You can iron 100% wool felt if you need to. Just use a wool heat setting and cover the felt with a press cloth so you don’t damage the wool fibres.

Don’t use wool felt on a project you wish to machine wash. Wool felt and washing machines don’t mix! Dry cleaning is your first option. Spot cleaning wool felt is also recommended. If dry marks don’t brush off, use a damp cloth to gently dab away at them. Don’t rub the felt, or add soaps or cleaning products. These will affect the look of the wool felt fibres.

3. tips for cutting

The best way to ensure you have a beautiful felt creation, is to be careful when you’re cutting. Precision is the key. Use small sharp scissors with a short blade and pointed tip to get a neat finish and those wonderfully crisp edges. You don’t want to pull the felt pieces out of shape by using blunt tools. A sharp blade on your rotary cutter is also a must.

When cutting shapes from a pattern, there are several methods you can use. The most popular by far, is to trace your template piece onto a product called ‘freezer paper’. The shiny side of the paper will adhere to felt when ironed, making it easy to cut around the outline of your shape. You can then just peel the paper away.

But what do you do when ‘freezer paper’ isn’t readily available? Traditional paper templates can also be effective. Don’t cut the paper template out on the line before you start, but leave a small border around the template edge. Pin the paper template to your felt and cut out your shape on the line. If you need to cut more than one shape from the same template, use the piece of felt you just cut as a template, rather than the paper. You’re more likely to get more uniform shapes that way.
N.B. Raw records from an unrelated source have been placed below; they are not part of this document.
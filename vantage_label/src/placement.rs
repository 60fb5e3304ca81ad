// Copyright 2025 the Vantage Authors
// SPDX-License-Identifier: Apache-2.0 OR MIT

use kurbo::{Affine, Point, Rect};
use log::trace;

use crate::anchor::AnchorFraction;
use crate::error::LabelError;
use crate::measure::TextMeasurer;
use crate::predicate::LabelPredicate;
use crate::shape::LabelShape;

/// Where and how a text label is attached to the world.
///
/// The label's `anchor` point (a fraction of its own text box) is pinned to
/// `location`, and the text is rotated by `angle` radians around it.
///
/// With `transforming_labels` set, the text lives in world space and is
/// scaled, flipped and rotated along with the view. Otherwise only the
/// location follows the view; the text keeps a constant pixel size and its
/// angle is measured on screen.
#[derive(Clone, Copy, Debug, PartialEq)]
pub struct LabelPlacement {
    anchor: AnchorFraction,
    location: Point,
    angle: f64,
    transforming_labels: bool,
}

impl LabelPlacement {
    /// Creates an unrotated, top-left anchored placement at a world location.
    pub fn new(location: Point) -> Result<Self, LabelError> {
        Self::default().with_location(location)
    }

    /// Replaces the world location.
    pub fn with_location(mut self, location: Point) -> Result<Self, LabelError> {
        check_finite("location x", location.x)?;
        check_finite("location y", location.y)?;
        self.location = location;
        Ok(self)
    }

    /// Replaces the anchor.
    pub fn with_anchor(mut self, anchor: AnchorFraction) -> Self {
        self.anchor = anchor;
        self
    }

    /// Replaces the rotation, in radians.
    pub fn with_angle(mut self, angle: f64) -> Result<Self, LabelError> {
        check_finite("angle", angle)?;
        self.angle = angle;
        Ok(self)
    }

    /// Chooses whether the text follows the view's scale and rotation.
    pub fn with_transforming_labels(mut self, transforming: bool) -> Self {
        self.transforming_labels = transforming;
        self
    }

    /// Anchor inside the text box.
    pub fn anchor(&self) -> AnchorFraction {
        self.anchor
    }

    /// World location the anchor is pinned to.
    pub fn location(&self) -> Point {
        self.location
    }

    /// Rotation in radians.
    pub fn angle(&self) -> f64 {
        self.angle
    }

    /// Whether the text is transformed together with the world.
    pub fn transforming_labels(&self) -> bool {
        self.transforming_labels
    }

    /// Computes the transform taking local text coordinates to the screen.
    ///
    /// The resolved anchor of `text_bounds` always lands on the screen image
    /// of [`LabelPlacement::location`].
    pub fn placement_transform(&self, text_bounds: Rect, world_to_screen: Affine) -> Affine {
        let anchor = self.anchor.resolve(text_bounds).to_vec2();
        let local = Affine::rotate(self.angle) * Affine::translate(-anchor);
        if self.transforming_labels {
            world_to_screen * Affine::translate(self.location.to_vec2()) * local
        } else {
            let screen = world_to_screen * self.location;
            Affine::translate(screen.to_vec2()) * local
        }
    }

    /// Computes the screen footprint of text with the given bounds.
    pub fn shape(&self, text_bounds: Rect, world_to_screen: Affine) -> LabelShape {
        LabelShape::new(
            self.placement_transform(text_bounds, world_to_screen),
            text_bounds,
        )
    }

    /// Measures `text`, places it, and applies `predicate`.
    ///
    /// Returns `None` when the predicate vetoes the label.
    pub fn layout<M: TextMeasurer + ?Sized>(
        &self,
        text: &str,
        measurer: &M,
        world_to_screen: Affine,
        predicate: &LabelPredicate,
    ) -> Option<LabelShape> {
        let shape = self.shape(measurer.text_bounds(text), world_to_screen);
        if predicate.evaluate(&shape) {
            Some(shape)
        } else {
            trace!("label {text:?} vetoed by {predicate}");
            None
        }
    }
}

impl Default for LabelPlacement {
    fn default() -> Self {
        Self {
            anchor: AnchorFraction::default(),
            location: Point::ORIGIN,
            angle: 0.0,
            transforming_labels: false,
        }
    }
}

fn check_finite(what: &'static str, value: f64) -> Result<(), LabelError> {
    if value.is_finite() {
        Ok(())
    } else {
        Err(LabelError::invalid(what, value))
    }
}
What if your paper template is too small for pins? Invisible Sello tape (that seems less tacky than sticky tape) can also be useful for sticking the template down for cutting. Carefully remove it after use.

And if you really want to cheat, you can also purchase pre-cut die cut shapes online! Or use a cutting machine like the Brother Scan-N-Cut.

4. tips for hand sewing felt

Choose the best thread for your project. If you’re just starting out, a fabulous product to use is cotton embroidery floss like DMC. It’s readily available and comes in a huge array of colours. The skeins of floss or thread are made up of six strands, which you can separate according to the needs of your project. Two or three strands of floss work really well. Which thread colour do you choose? I love to coordinate my thread with my felt colour. If you can’t get an exact match, choose a thread colour that is a shade darker than your felt. Or select a contrasting shade to really stand out!

Choose the right sized needle. Large needles can leave holes in your work, so choose a needle that accommodates your thread type, but also treats your felt well too. Embroidery needles are great for felt. They have larger eyes so they can fit larger floss through them.

Learn to master ‘whip stitch’ and ‘blanket stitch’. They are terrific stitches for felt. Whip stitch joins two felt pieces together. Blanket stitch gives a decorative finish and can edge fabrics by forming a ‘hem’. For this reason, it’s a great stitch to use to create a strong bond between two felt edges. It’s also wonderful for appliquéing one piece of felt onto another.

Blanket Stitch

You’ll need to master a few embroidery stitches if you want to give your work some personality too. But these can also be very simple. Straight stitch, back stitch and French knots are some wonderful stitch types to start with. They’re quick to master and very effective. Here's a link to my Back Stitch Tutorial.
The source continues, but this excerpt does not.